Although Kim was keen to stress that there was no ‘right’ or ‘wrong’ interpretation of the sound-shapes, I was personally keen to break away from the time-against-frequency paradigm, and the allied spectromorphological approach that I had been exploring during the winter. I wanted to use this workshop to move toward an awareness of sounds as a whole: of sounds as atemporal, ‘everything at once’, rather than the spectromophological functions of onset, continuance and termination. I have long been fascinated with the ‘God’s eye view’ in medieval (and some later) art, in which events in time are shown at once, and buildings are depicted in manners impossible in linear perspective.

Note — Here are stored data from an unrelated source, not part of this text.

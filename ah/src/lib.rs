//! AskHuman - ask a human, from any number of agent processes, through one web UI
//!
//! Several agent hosts on the same machine each run their own askhuman
//! process. The first to bind the well-known port becomes the primary and
//! serves the shared UI and API; the rest become secondaries and forward
//! their questions to it over HTTP.
//!
//! ```text
//!  agent host ──stdio──▶ McpServer ──▶ Asker ──▶ InstanceCoordinator
//!                                                  │
//!                         ┌────────────────────────┴──────────────┐
//!                         ▼ primary                               ▼ secondary
//!              RequestManager + NotificationBroker          RemoteClient
//!                  │                 │                            │ HTTP
//!              requeststore     SSE observers  ◀── axum server ◀──┘
//! ```

pub mod ask;
pub mod broker;
pub mod browser;
pub mod cli;
pub mod config;
pub mod coordinator;
pub mod error;
pub mod manager;
pub mod mcp;
pub mod remote;
pub mod server;
pub mod wire;

pub use ask::Asker;
pub use broker::{NotificationBroker, Subscription};
pub use config::Config;
pub use coordinator::{InstanceCoordinator, Primary, Role};
pub use error::{AskError, McpError, ResolveError};
pub use manager::{RequestManager, WaitHandle, WaitOutcome};
pub use remote::{FixedInterval, PollPolicy, RemoteClient};
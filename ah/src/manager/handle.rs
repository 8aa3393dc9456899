//! Single-slot rendezvous between a blocked caller and the answer

use std::collections::HashMap;
use std::sync::atomic::{AtomicBool, Ordering};
use std::sync::{Mutex, MutexGuard, Weak};

use requeststore::RequestId;
use tokio::sync::oneshot;
use tokio_util::sync::CancellationToken;
use tracing::debug;

/// How a wait ended
#[derive(Debug, Clone, PartialEq, Eq)]
pub enum WaitOutcome {
    /// The request was answered with this text
    Answered(String),
    /// The caller's token fired first
    Cancelled,
    /// The manager dropped the slot without answering (primary shut down)
    Abandoned,
}

/// Correlation map: request id -> sending half of the waiting caller's slot
#[derive(Default)]
pub(crate) struct Correlations {
    waiters: Mutex<HashMap<RequestId, oneshot::Sender<String>>>,
    /// Set by `clear`; later registrations are abandoned immediately
    closed: AtomicBool,
}

impl Correlations {
    fn lock(&self) -> MutexGuard<'_, HashMap<RequestId, oneshot::Sender<String>>> {
        self.waiters.lock().unwrap_or_else(|poisoned| poisoned.into_inner())
    }

    /// Register a slot; returns false (dropping `tx`) once cleared
    pub(crate) fn insert(&self, id: RequestId, tx: oneshot::Sender<String>) -> bool {
        let mut waiters = self.lock();
        if self.closed.load(Ordering::Acquire) {
            return false;
        }
        waiters.insert(id, tx);
        true
    }

    pub(crate) fn take(&self, id: RequestId) -> Option<oneshot::Sender<String>> {
        self.lock().remove(&id)
    }

    pub(crate) fn len(&self) -> usize {
        self.lock().len()
    }

    /// Drop every slot, now and from later inserts; their callers observe `Abandoned`
    pub(crate) fn clear(&self) -> usize {
        let mut waiters = self.lock();
        self.closed.store(true, Ordering::Release);
        let count = waiters.len();
        waiters.clear();
        count
    }
}

/// The caller's end of a pending request
///
/// Dropping the handle without an answer evicts its correlation entry; the
/// stored record stays `pending` and can still be answered later.
pub struct WaitHandle {
    id: RequestId,
    rx: oneshot::Receiver<String>,
    registry: Weak<Correlations>,
}

impl WaitHandle {
    pub(crate) fn new(id: RequestId, rx: oneshot::Receiver<String>, registry: Weak<Correlations>) -> Self {
        Self { id, rx, registry }
    }

    pub fn id(&self) -> RequestId {
        self.id
    }

    /// Suspend until answered, abandoned, or `cancel` fires
    pub async fn wait(mut self, cancel: &CancellationToken) -> WaitOutcome {
        debug!(id = self.id, "WaitHandle::wait: called");
        let outcome = tokio::select! {
            biased;
            delivered = &mut self.rx => match delivered {
                Ok(text) => WaitOutcome::Answered(text),
                Err(_) => WaitOutcome::Abandoned,
            },
            _ = cancel.cancelled() => WaitOutcome::Cancelled,
        };
        debug!(id = self.id, ?outcome, "WaitHandle::wait: finished");
        outcome
    }
}

impl Drop for WaitHandle {
    fn drop(&mut self) {
        if let Some(registry) = self.registry.upgrade()
            && registry.take(self.id).is_some()
        {
            debug!(id = self.id, "WaitHandle::drop: evicted unanswered correlation");
        }
    }
}
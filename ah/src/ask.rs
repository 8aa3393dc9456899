//! Asker - the "ask a human and wait" flow
//!
//! Resolves the process role, then either creates the request locally and
//! waits on its handle (primary) or creates it on the primary and polls
//! (secondary).

use std::sync::Arc;

use tokio_util::sync::CancellationToken;
use tracing::{debug, info};

use crate::browser::BrowserLauncher;
use crate::coordinator::{InstanceCoordinator, Role};
use crate::error::AskError;
use crate::manager::{WaitOutcome, validate_ask};

pub struct Asker {
    coordinator: Arc<InstanceCoordinator>,
    browser: Arc<BrowserLauncher>,
}

impl Asker {
    pub fn new(coordinator: Arc<InstanceCoordinator>, browser: Arc<BrowserLauncher>) -> Self {
        Self { coordinator, browser }
    }

    pub fn coordinator(&self) -> &Arc<InstanceCoordinator> {
        &self.coordinator
    }

    /// Ask `question` under `app_name` and block until answered or cancelled
    pub async fn ask(&self, app_name: &str, question: &str, cancel: &CancellationToken) -> Result<String, AskError> {
        debug!(%app_name, "Asker::ask: called");
        validate_ask(app_name, question)?;

        let role = self.coordinator.resolve_role().await?;
        self.browser.open_once(&self.coordinator.config().base_url());

        let source_name = self.coordinator.source_name();
        match role {
            Role::Primary(primary) => {
                let (id, handle) = primary.manager.create_request(source_name, app_name, question).await?;
                primary.broker.publish(id, source_name, app_name, question);
                info!(id, %app_name, "Waiting for answer");

                match handle.wait(cancel).await {
                    WaitOutcome::Answered(text) => Ok(text),
                    WaitOutcome::Cancelled => Err(AskError::Cancelled),
                    WaitOutcome::Abandoned => Err(AskError::Abandoned),
                }
            }
            Role::Secondary(remote) => {
                let id = remote.create_request(source_name, app_name, question).await?;
                info!(id, %app_name, "Waiting for answer via primary");
                remote.poll_response(id, cancel).await
            }
        }
    }
}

A ‘temporal perspective’ scene in an early 16th century engraving by Giovanni Battista Palumba. The hunter Acteon is shown in the foreground undergoing metamorphosis having discovered Diana and her nymphs bathing. The background shows Acteon hunting with his hounds, prior to the event in the foreground, as well his ultimate fate of being torn apart by his hounds after being transformed into a deer.

My initial attempts in the workshop met with varying degrees of success. However, the second day culminated in a sound-design project that gave me the time to formulate a strategy for comprehending sound-shapes as holistic, rather than temporally linear onset-continuance-termination functions.

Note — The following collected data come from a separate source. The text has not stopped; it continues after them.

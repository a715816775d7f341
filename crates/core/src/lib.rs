pub mod config;
pub mod error;
pub mod format;
pub mod summary;

pub use config::Config;
pub use error::*;
pub use summary::*;
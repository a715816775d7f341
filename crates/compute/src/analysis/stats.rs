//! Distribution statistics over sampled entry sizes.

/// Summary of one sorted size population.
#[derive(Debug, Clone, Copy, PartialEq)]
pub struct SizeDistribution {
    pub count: usize,
    /// Integer mean, truncated.
    pub avg: u64,
    pub median: u64,
    pub p95: u64,
    pub p99: u64,
    pub stddev: f64,
}

impl SizeDistribution {
    /// Compute the distribution of `sizes`. Returns `None` for an empty slice.
    ///
    /// The slice is sorted in place.
    pub fn from_sizes(sizes: &mut [u64]) -> Option<Self> {
        if sizes.is_empty() {
            return None;
        }
        sizes.sort_unstable();

        let count = sizes.len();
        let sum: u128 = sizes.iter().map(|&s| s as u128).sum();
        let avg = (sum / count as u128) as u64;

        let variance = sizes
            .iter()
            .map(|&s| {
                let diff = s as f64 - avg as f64;
                diff * diff
            })
            .sum::<f64>()
            / count as f64;

        Some(Self {
            count,
            avg,
            median: sizes[clamped_index(count, count / 2)],
            p95: percentile(sizes, 0.95),
            p99: percentile(sizes, 0.99),
            stddev: variance.sqrt(),
        })
    }

    /// `stddev / avg`, or 0 when the mean is 0.
    pub fn coefficient_of_variation(&self) -> f64 {
        if self.avg == 0 {
            0.0
        } else {
            self.stddev / self.avg as f64
        }
    }

    /// `max(0, 100 - cv * 100)`: 100 for identical sizes, falling with dispersion.
    pub fn efficiency_score(&self) -> f64 {
        (100.0 - self.coefficient_of_variation() * 100.0).max(0.0)
    }
}

/// Value at `floor(len * q)` of an ascending slice, index clamped to the last element.
pub fn percentile(sorted: &[u64], q: f64) -> u64 {
    if sorted.is_empty() {
        return 0;
    }
    let raw = (sorted.len() as f64 * q).floor() as usize;
    sorted[clamped_index(sorted.len(), raw)]
}

fn clamped_index(len: usize, index: usize) -> usize {
    index.min(len.saturating_sub(1))
}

The project was based on a group meditation in which participants were led to an interior place and asked to analyse the soundscapes and sound-shapes that they discovered in that environment. Initially it felt difficult to do this without falling back on my old modes of representation. This led me to approach the exploration of the acoustic environment conjured by the meditation through a three-stage process of abstraction.

My first stage was a fairly free, linear graphical score in which literal, symbolic and semantic representations of the sound and environment, concerned solely with transcribing my initial textual description of the meditation into the visual domain.

'First form' of the Subtle Listening workshop piece.

‘First form’ of the Subtle Listening workshop piece, a linear/literal plan.

The second stage allowed me to focus more closely on the individual soundshapes in each scene. Although still keeping to a linear (and often pitch-relational) plan, the opportunity was taken to consider each sound and abstract them further into their own shapes, as far divorced from symbol and semantics as viable.

'Second form', linear plan with abstractions.

‘Second form’, linear plan with abstractions.

The final form involved taking the resultant sound-shapes and combining them into composite, atemporal emblems each one encompassing a scene from my meditation.

'Third form', composite sound-shape emblems.

‘Third form’, composite sound-shape emblems.

Of course, the question arises: why do this if you already know what you ‘heard’? I personally found the three stages of abstraction valuable in that in itself it helped me focus more clearly on the ‘imaginal acoustics’ of the scenes, to ‘hear’ them in forensic detail by refining them in my imagination before I even contemplated sitting in front of a DAW and attempting to realise them. This also presents a way of working that is precisely the opposite of my usual methodology, which begins with concrete sound – field recordings, improvisations. I then make some attempt to find what I’ve called – borrowing from Kathleen Raine – ‘the bright sound behind the sound’ – a process of working from the material toward the psychological. The approach yielded by the Subtle Listening project was the opposite: beginning on the inside and then developing an expression of interior experience into sound. This is integrally an imaginal approach – to quote John Hutchinson: “According to some Sufi thought, the ‘other’ [imaginal] world already exists in this one – our task is to externalise it, to allow it to unfold.”